Be very careful here. Accepting a partial payment can sometimes waive your right to proceed with the eviction based on that specific 14-day notice. If you choose to accept partial payment, you must have a clear, written agreement stating that the partial payment does not waive your right to pursue the eviction for the remaining balance or that it extends the deadline to pay the full amount.

Q4

Do I need an attorney for an eviction in Benton City?

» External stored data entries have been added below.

use std::collections::HashMap;

use chrono::{DateTime, Utc};
use tokio::sync::RwLock;

use rapport_core::domain::action::{ActionId, ActionStatus, AgentAction};
use rapport_core::domain::event::{EventId, SystemEvent};
use rapport_core::domain::graph::{ContextEdge, ContextNode, DecisionTrace, EntityRef, NodeId};
use rapport_core::domain::person::{Person, PersonId};
use rapport_core::reasoning::GraphReader;

use super::{
    ActionRepository, ContextGraphRepository, EventRepository, EventStats, PersonRepository,
    RepositoryError,
};

#[derive(Default)]
pub struct InMemoryPersonRepository {
    people: RwLock<HashMap<String, Person>>,
}

#[async_trait::async_trait]
impl PersonRepository for InMemoryPersonRepository {
    async fn find_by_id(&self, id: &PersonId) -> Result<Option<Person>, RepositoryError> {
        let people = self.people.read().await;
        Ok(people.get(&id.0).cloned())
    }

    async fn save(&self, person: Person) -> Result<(), RepositoryError> {
        let mut people = self.people.write().await;
        people.insert(person.id.0.clone(), person);
        Ok(())
    }
}

/// Events kept in insertion order.
#[derive(Default)]
pub struct InMemoryEventRepository {
    events: RwLock<Vec<SystemEvent>>,
}

#[async_trait::async_trait]
impl EventRepository for InMemoryEventRepository {
    async fn insert(&self, event: &SystemEvent) -> Result<(), RepositoryError> {
        let mut events = self.events.write().await;
        if events.iter().any(|existing| existing.id == event.id) {
            return Err(RepositoryError::Encode(format!("duplicate event id `{}`", event.id)));
        }
        events.push(event.clone());
        Ok(())
    }

    async fn find_by_id(&self, id: &EventId) -> Result<Option<SystemEvent>, RepositoryError> {
        let events = self.events.read().await;
        Ok(events.iter().find(|event| &event.id == id).cloned())
    }

    async fn mark_processed(&self, id: &EventId) -> Result<bool, RepositoryError> {
        let mut events = self.events.write().await;
        match events.iter_mut().find(|event| &event.id == id) {
            Some(event) => {
                event.processed = true;
                Ok(true)
            }
            None => Ok(false),
        }
    }

    async fn stats(&self) -> Result<EventStats, RepositoryError> {
        let events = self.events.read().await;
        let mut stats = EventStats::default();
        for event in events.iter() {
            stats.total += 1;
            if !event.processed {
                stats.unprocessed += 1;
            }
            *stats.by_type.entry(event.event_type.as_str().to_string()).or_default() += 1;
            *stats.by_category.entry(event.event_category.as_str().to_string()).or_default() += 1;
        }
        Ok(stats)
    }

    async fn purge_processed_before(&self, cutoff: DateTime<Utc>) -> Result<u64, RepositoryError> {
        let mut events = self.events.write().await;
        let before = events.len();
        events.retain(|event| !(event.processed && event.created_at < cutoff));
        Ok((before - events.len()) as u64)
    }
}

#[derive(Default)]
pub struct InMemoryActionRepository {
    actions: RwLock<Vec<AgentAction>>,
}

#[async_trait::async_trait]
impl ActionRepository for InMemoryActionRepository {
    async fn insert(&self, action: &AgentAction) -> Result<(), RepositoryError> {
        let mut actions = self.actions.write().await;
        if actions.iter().any(|existing| existing.id == action.id) {
            return Err(RepositoryError::Encode(format!("duplicate action id `{}`", action.id.0)));
        }
        actions.push(action.clone());
        Ok(())
    }

    async fn find_by_id(&self, id: &ActionId) -> Result<Option<AgentAction>, RepositoryError> {
        let actions = self.actions.read().await;
        Ok(actions.iter().find(|action| &action.id == id).cloned())
    }

    async fn compare_and_swap(
        &self,
        expected_version: u32,
        action: &AgentAction,
    ) -> Result<bool, RepositoryError> {
        let mut actions = self.actions.write().await;
        match actions.iter_mut().find(|stored| stored.id == action.id) {
            Some(stored) if stored.state_version == expected_version => {
                *stored = action.clone();
                Ok(true)
            }
            _ => Ok(false),
        }
    }

    async fn list_by_status(
        &self,
        status: ActionStatus,
        limit: u32,
    ) -> Result<Vec<AgentAction>, RepositoryError> {
        let actions = self.actions.read().await;
        let mut matching =
            actions.iter().filter(|action| action.status == status).cloned().collect::<Vec<_>>();
        // Stable sort keeps insertion order as the tie-break, reversed below.
        matching.sort_by(|left, right| left.created_at.cmp(&right.created_at));
        matching.reverse();
        matching.truncate(limit as usize);
        Ok(matching)
    }

    async fn list_for_event(
        &self,
        event_id: &EventId,
    ) -> Result<Vec<AgentAction>, RepositoryError> {
        let actions = self.actions.read().await;
        Ok(actions.iter().filter(|action| &action.event_id == event_id).cloned().collect())
    }
}

#[derive(Default)]
struct GraphState {
    nodes: HashMap<NodeId, ContextNode>,
    by_entity: HashMap<EntityRef, NodeId>,
    edges: Vec<ContextEdge>,
    traces: Vec<DecisionTrace>,
}

#[derive(Default)]
pub struct InMemoryContextGraphRepository {
    state: RwLock<GraphState>,
}

#[async_trait::async_trait]
impl GraphReader for InMemoryContextGraphRepository {
    type Error = RepositoryError;

    async fn node_by_id(&self, id: &NodeId) -> Result<Option<ContextNode>, RepositoryError> {
        let state = self.state.read().await;
        Ok(state.nodes.get(id).cloned())
    }

    async fn node_by_entity(
        &self,
        entity: &EntityRef,
    ) -> Result<Option<ContextNode>, RepositoryError> {
        let state = self.state.read().await;
        Ok(state.by_entity.get(entity).and_then(|id| state.nodes.get(id)).cloned())
    }

    async fn edges_from(&self, id: &NodeId) -> Result<Vec<ContextEdge>, RepositoryError> {
        let state = self.state.read().await;
        Ok(state.edges.iter().filter(|edge| &edge.from_node_id == id).cloned().collect())
    }

    async fn edges_to(&self, id: &NodeId) -> Result<Vec<ContextEdge>, RepositoryError> {
        let state = self.state.read().await;
        Ok(state.edges.iter().filter(|edge| &edge.to_node_id == id).cloned().collect())
    }
}

#[async_trait::async_trait]
impl ContextGraphRepository for InMemoryContextGraphRepository {
    async fn get_or_create_node(&self, node: &ContextNode) -> Result<ContextNode, RepositoryError> {
        let mut state = self.state.write().await;
        let entity = node.entity();

        if let Some(existing) = state.by_entity.get(&entity).and_then(|id| state.nodes.get(id)) {
            return Ok(existing.clone());
        }

        state.by_entity.insert(entity, node.id.clone());
        state.nodes.insert(node.id.clone(), node.clone());
        Ok(node.clone())
    }

    async fn insert_edge(&self, edge: &ContextEdge) -> Result<(), RepositoryError> {
        let mut state = self.state.write().await;
        let known = |id: &NodeId| state.nodes.contains_key(id);
        if !known(&edge.from_node_id) || !known(&edge.to_node_id) {
            return Err(RepositoryError::Encode(format!(
                "edge `{}` references an unknown node",
                edge.id.0
            )));
        }
        state.edges.push(edge.clone());
        Ok(())
    }

    async fn insert_trace(&self, trace: &DecisionTrace) -> Result<(), RepositoryError> {
        let mut state = self.state.write().await;
        state.traces.push(trace.clone());
        Ok(())
    }

    async fn traces_for_entity(
        &self,
        entity: &EntityRef,
        limit: u32,
    ) -> Result<Vec<DecisionTrace>, RepositoryError> {
        let state = self.state.read().await;
        let mut traces = state
            .traces
            .iter()
            .filter(|trace| {
                trace.entity_type.as_deref() == Some(entity.entity_type.as_str())
                    && trace.entity_id.as_deref() == Some(entity.entity_id.as_str())
            })
            .cloned()
            .collect::<Vec<_>>();
        traces.sort_by(|left, right| left.created_at.cmp(&right.created_at));
        traces.reverse();
        traces.truncate(limit as usize);
        Ok(traces)
    }
}

#[cfg(test)]
mod tests {
    use std::sync::Arc;

    use chrono::{Duration, Utc};

    use rapport_core::domain::action::{ActionId, ActionStatus, AgentAction, RiskLevel};
    use rapport_core::domain::event::{
        ContactDuePayload, EventId, EventPayload, SourceEntity, SystemEvent,
    };
    use rapport_core::domain::graph::{ContextNode, EntityRef};
    use rapport_core::domain::person::{Person, PersonId};

    use crate::repositories::{
        ActionRepository, ContextGraphRepository, EventRepository, InMemoryActionRepository,
        InMemoryContextGraphRepository, InMemoryEventRepository, InMemoryPersonRepository,
        PersonRepository,
    };

    #[tokio::test]
    async fn in_memory_person_repo_round_trip() {
        let repo = InMemoryPersonRepository::default();
        let person = Person {
            id: PersonId("p-ada".to_string()),
            name: "Ada".to_string(),
            segment: None,
            relationship_score: None,
            created_at: Utc::now(),
            updated_at: Utc::now(),
        };

        repo.save(person.clone()).await.expect("save person");
        assert_eq!(repo.find_by_id(&person.id).await.expect("find"), Some(person));
    }

    #[tokio::test]
    async fn in_memory_event_repo_purges_only_processed() {
        let repo = InMemoryEventRepository::default();
        let mut old = SystemEvent::new(
            EventPayload::ContactDue(ContactDuePayload {
                due_reason: "cadence".to_string(),
                days_since_contact: 40,
                days_overdue: 10,
            }),
            SourceEntity::new("person", "p-ada"),
            None,
        )
        .expect("valid event");
        old.created_at = Utc::now() - Duration::days(100);
        let mut pending = old.clone();
        pending.id = EventId("pending".to_string());

        repo.insert(&old).await.expect("insert");
        repo.insert(&pending).await.expect("insert");
        repo.mark_processed(&old.id).await.expect("mark");

        let purged = repo.purge_processed_before(Utc::now()).await.expect("purge");
        assert_eq!(purged, 1);
        assert_eq!(repo.stats().await.expect("stats").total, 1);
        assert_eq!(repo.stats().await.expect("stats").unprocessed, 1);
    }

    #[tokio::test]
    async fn in_memory_action_repo_compare_and_swap() {
        let repo = InMemoryActionRepository::default();
        let now = Utc::now();
        let action = AgentAction {
            id: ActionId("act-1".to_string()),
            event_id: EventId("evt-1".to_string()),
            agent_name: "nurture_agent".to_string(),
            action_type: "suggest_text".to_string(),
            person_id: None,
            target_entity: None,
            proposed_content: serde_json::json!({}),
            risk_level: RiskLevel::Low,
            reasoning: "check in".to_string(),
            status: ActionStatus::Proposed,
            approved_by: None,
            approved_at: None,
            rejected_at: None,
            executed_at: None,
            target_entity_id: None,
            error_message: None,
            state_version: 1,
            created_at: now,
            updated_at: now,
        };
        repo.insert(&action).await.expect("insert");

        let mut rejected = action.clone();
        rejected.status = ActionStatus::Rejected;
        rejected.state_version = 2;

        assert!(repo.compare_and_swap(1, &rejected).await.expect("swap"));
        assert!(!repo.compare_and_swap(1, &rejected).await.expect("stale swap"));
        assert!(repo.list_by_status(ActionStatus::Proposed, 10).await.expect("list").is_empty());
    }

    #[tokio::test]
    async fn concurrent_get_or_create_yields_a_single_node() {
        let repo = Arc::new(InMemoryContextGraphRepository::default());
        let entity = EntityRef::new("person", "p-ada");

        let mut handles = Vec::new();
        for attempt in 0..8 {
            let repo = repo.clone();
            let entity = entity.clone();
            handles.push(tokio::spawn(async move {
                repo.get_or_create_node(&ContextNode::new(&entity, format!("Ada #{attempt}")))
                    .await
                    .expect("get or create")
                    .id
            }));
        }

        let mut ids = Vec::new();
        for handle in handles {
            ids.push(handle.await.expect("join"));
        }
        ids.dedup();
        assert_eq!(ids.len(), 1);
    }
}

While you can technically represent yourself, it's strongly recommended to hire an attorney for an eviction in Benton City. The process is complex, time-consuming, and full of legal pitfalls. Mistakes can lead to significant delays, increased costs, or even having your case dismissed. Given the typical 144-day timeline and $7,000-$17,000 cost range, an attorney is a wise investment.

Q5

Can I charge whatever I want for a security deposit?

No. In Washington state, security deposits are capped at one month's rent. For Benton City, with a average rent of $848, your maximum security deposit would be $848. There are also strict rules about how and when to return the deposit.

06Score

What this score means for landlords2

A 6.7/10 places Benton City in the 88th percentile of Washington cities on the Eviction Risk Score index. The score is the average of the nine sub-axes, all calibrated on a national 1 to 10 scale where 1 is most landlord-friendly and 10 is most tenant-protective. The 50-year reconstruction shows this score has risen sharply since 1976, a structural drift driven by court-calendar growth, rent-control adoption, and the rise of tenant-side legal aid. The trajectory matters more than the snapshot: the score is the climate, not the weather.